About this task. Locate all lines in the data below that hold "JsonMap" and show them.

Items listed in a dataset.
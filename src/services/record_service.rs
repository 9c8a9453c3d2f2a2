use std::sync::Arc;

use chrono::{NaiveDate, Utc};
use serde_json::{Map as JsonMap, Value as JsonValue};
use tracing::{debug, warn};

use crate::db::repositories::cache_repository::{namespaces, CacheRepository};
use crate::db::DbPool;
use crate::error::AppResult;
use crate::models::record::{
    to_field_map, ActivitySessionInput, JournalEntryInput, MoodEntryInput, Record, RecordCategory,
    SleepSessionInput,
};
use crate::services::session_service::SessionManager;
use crate::store::{CollectionPath, DocumentStore, ListQuery, DEFAULT_FETCH_LIMIT};

/// Single write path for per-user records. Every operation resolves the
/// owning uid from the session first; successful remote writes are mirrored
/// to the offline cache, and list reads fall back to that mirror when the
/// remote store is unreachable.
pub struct RecordService {
    session: Arc<SessionManager>,
    store: Arc<dyn DocumentStore>,
    db: DbPool,
}

impl RecordService {
    pub fn new(session: Arc<SessionManager>, store: Arc<dyn DocumentStore>, db: DbPool) -> Self {
        Self { session, store, db }
    }

    pub async fn add(
        &self,
        category: RecordCategory,
        fields: JsonMap<String, JsonValue>,
    ) -> AppResult<Record> {
        let uid = self.session.current_uid()?;
        let path = CollectionPath::new(&uid, category);
        let document = self.store.insert(&path, fields).await?;
        let record = document.into_record(&uid, category);

        debug!(
            target: "app::records",
            category = %category,
            id = %record.id,
            "record added"
        );

        self.prepend_to_mirror(&uid, category, record.clone()).await;
        Ok(record)
    }

    pub async fn add_sleep_session(&self, input: SleepSessionInput) -> AppResult<Record> {
        self.add(RecordCategory::SleepSessions, to_field_map(&input)?)
            .await
    }

    pub async fn add_journal_entry(&self, input: JournalEntryInput) -> AppResult<Record> {
        self.add(RecordCategory::JournalEntries, to_field_map(&input)?)
            .await
    }

    pub async fn add_mood_entry(&self, input: MoodEntryInput) -> AppResult<Record> {
        self.add(RecordCategory::MoodEntries, to_field_map(&input)?)
            .await
    }

    pub async fn add_activity_session(&self, input: ActivitySessionInput) -> AppResult<Record> {
        self.add(RecordCategory::ActivitySessions, to_field_map(&input)?)
            .await
    }

    /// Newest-first window. On `Unavailable` the last mirrored window is
    /// served instead, with the filter and limit applied locally.
    pub async fn list(&self, category: RecordCategory, query: ListQuery) -> AppResult<Vec<Record>> {
        let uid = self.session.current_uid()?;
        let path = CollectionPath::new(&uid, category);

        match self.store.list(&path, &query).await {
            Ok(documents) => {
                let records: Vec<Record> = documents
                    .into_iter()
                    .map(|document| document.into_record(&uid, category))
                    .collect();

                // Only unfiltered windows refresh the mirror; a filtered
                // slice would shadow records the fallback still needs.
                if query.field_equals.is_none() {
                    self.write_mirror(&uid, category, &records).await;
                }

                Ok(records)
            }
            Err(error) if error.is_unavailable() => {
                warn!(
                    target: "app::records",
                    category = %category,
                    error = %error,
                    "remote list failed, serving offline mirror"
                );

                let mut records = self.read_mirror(&uid, category).await;
                if let Some((field, value)) = &query.field_equals {
                    records.retain(|record| {
                        record.text_field(field).map(|actual| actual == value) == Some(true)
                    });
                }
                records.truncate(query.limit);
                Ok(records)
            }
            Err(error) => Err(error),
        }
    }

    /// Merge-patch one record. `Ok(false)` when the id is unknown.
    pub async fn update(
        &self,
        category: RecordCategory,
        id: &str,
        patch: JsonMap<String, JsonValue>,
    ) -> AppResult<bool> {
        let uid = self.session.current_uid()?;
        let path = CollectionPath::new(&uid, category);

        let updated = self.store.update(&path, id, patch.clone()).await?;
        if updated {
            self.patch_mirror(&uid, category, id, patch).await;
        }
        Ok(updated)
    }

    /// `Ok(false)` when the id is unknown.
    pub async fn delete(&self, category: RecordCategory, id: &str) -> AppResult<bool> {
        let uid = self.session.current_uid()?;
        let path = CollectionPath::new(&uid, category);

        let deleted = self.store.delete(&path, id).await?;
        if deleted {
            self.remove_from_mirror(&uid, category, id).await;
        }
        Ok(deleted)
    }

    /// Account erasure / debug reset: every record collection plus the
    /// aggregate document, then the whole offline mirror for this owner.
    pub async fn clear_all(&self) -> AppResult<()> {
        let uid = self.session.current_uid()?;
        self.store.delete_user_tree(&uid).await?;

        let db = self.db.clone();
        let owner = uid.clone();
        let result = tokio::task::spawn_blocking(move || {
            db.with_connection(|conn| CacheRepository::clear_owner(conn, &owner))
        })
        .await;

        match result {
            Ok(Ok(removed)) => {
                debug!(target: "app::records", uid = %uid, removed, "offline mirror cleared");
            }
            Ok(Err(error)) => {
                warn!(target: "app::records", uid = %uid, error = %error, "failed to clear offline mirror");
            }
            Err(error) => {
                warn!(target: "app::records", uid = %uid, error = %error, "mirror clear task panicked");
            }
        }

        Ok(())
    }

    /// Records of one category created on the given calendar day, for goal
    /// progress and streak evaluation.
    pub async fn todays_records(
        &self,
        category: RecordCategory,
        today: NaiveDate,
    ) -> AppResult<Vec<Record>> {
        let mut records = self.list(category, ListQuery::default()).await?;
        records.retain(|record| record.created_at.date_naive() == today);
        Ok(records)
    }

    async fn write_mirror(&self, uid: &str, category: RecordCategory, records: &[Record]) {
        let payload = match serde_json::to_string(records) {
            Ok(payload) => payload,
            Err(error) => {
                warn!(target: "app::records", error = %error, "failed to serialize mirror window");
                return;
            }
        };

        let db = self.db.clone();
        let owner = uid.to_string();
        let result = tokio::task::spawn_blocking(move || {
            db.with_connection(|conn| {
                CacheRepository::put(
                    conn,
                    &owner,
                    namespaces::RECORDS,
                    category.as_str(),
                    &payload,
                )
            })
        })
        .await;

        match result {
            Ok(Ok(())) => {}
            Ok(Err(error)) => {
                warn!(target: "app::records", category = %category, error = %error, "mirror write failed");
            }
            Err(error) => {
                warn!(target: "app::records", category = %category, error = %error, "mirror write task panicked");
            }
        }
    }

    async fn read_mirror(&self, uid: &str, category: RecordCategory) -> Vec<Record> {
        let db = self.db.clone();
        let owner = uid.to_string();
        let result = tokio::task::spawn_blocking(move || {
            db.with_connection(|conn| {
                CacheRepository::get(conn, &owner, namespaces::RECORDS, category.as_str())
            })
        })
        .await;

        let payload = match result {
            Ok(Ok(Some(payload))) => payload,
            Ok(Ok(None)) => return Vec::new(),
            Ok(Err(error)) => {
                warn!(target: "app::records", category = %category, error = %error, "mirror read failed");
                return Vec::new();
            }
            Err(error) => {
                warn!(target: "app::records", category = %category, error = %error, "mirror read task panicked");
                return Vec::new();
            }
        };

        serde_json::from_str(&payload).unwrap_or_else(|error| {
            warn!(target: "app::records", category = %category, error = %error, "mirror payload corrupt");
            Vec::new()
        })
    }

    async fn prepend_to_mirror(&self, uid: &str, category: RecordCategory, record: Record) {
        let mut records = self.read_mirror(uid, category).await;
        records.insert(0, record);
        records.truncate(DEFAULT_FETCH_LIMIT);
        self.write_mirror(uid, category, &records).await;
    }

    async fn patch_mirror(
        &self,
        uid: &str,
        category: RecordCategory,
        id: &str,
        patch: JsonMap<String, JsonValue>,
    ) {
        let mut records = self.read_mirror(uid, category).await;
        if let Some(record) = records.iter_mut().find(|record| record.id == id) {
            for (key, value) in patch {
                record.fields.insert(key, value);
            }
            record.updated_at = Utc::now();
        }
        self.write_mirror(uid, category, &records).await;
    }

    async fn remove_from_mirror(&self, uid: &str, category: RecordCategory, id: &str) {
        let mut records = self.read_mirror(uid, category).await;
        records.retain(|record| record.id != id);
        self.write_mirror(uid, category, &records).await;
    }
}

Response to the task.
use serde_json::{Map as JsonMap, Value as JsonValue};
        fields: JsonMap<String, JsonValue>,
        patch: JsonMap<String, JsonValue>,
        patch: JsonMap<String, JsonValue>,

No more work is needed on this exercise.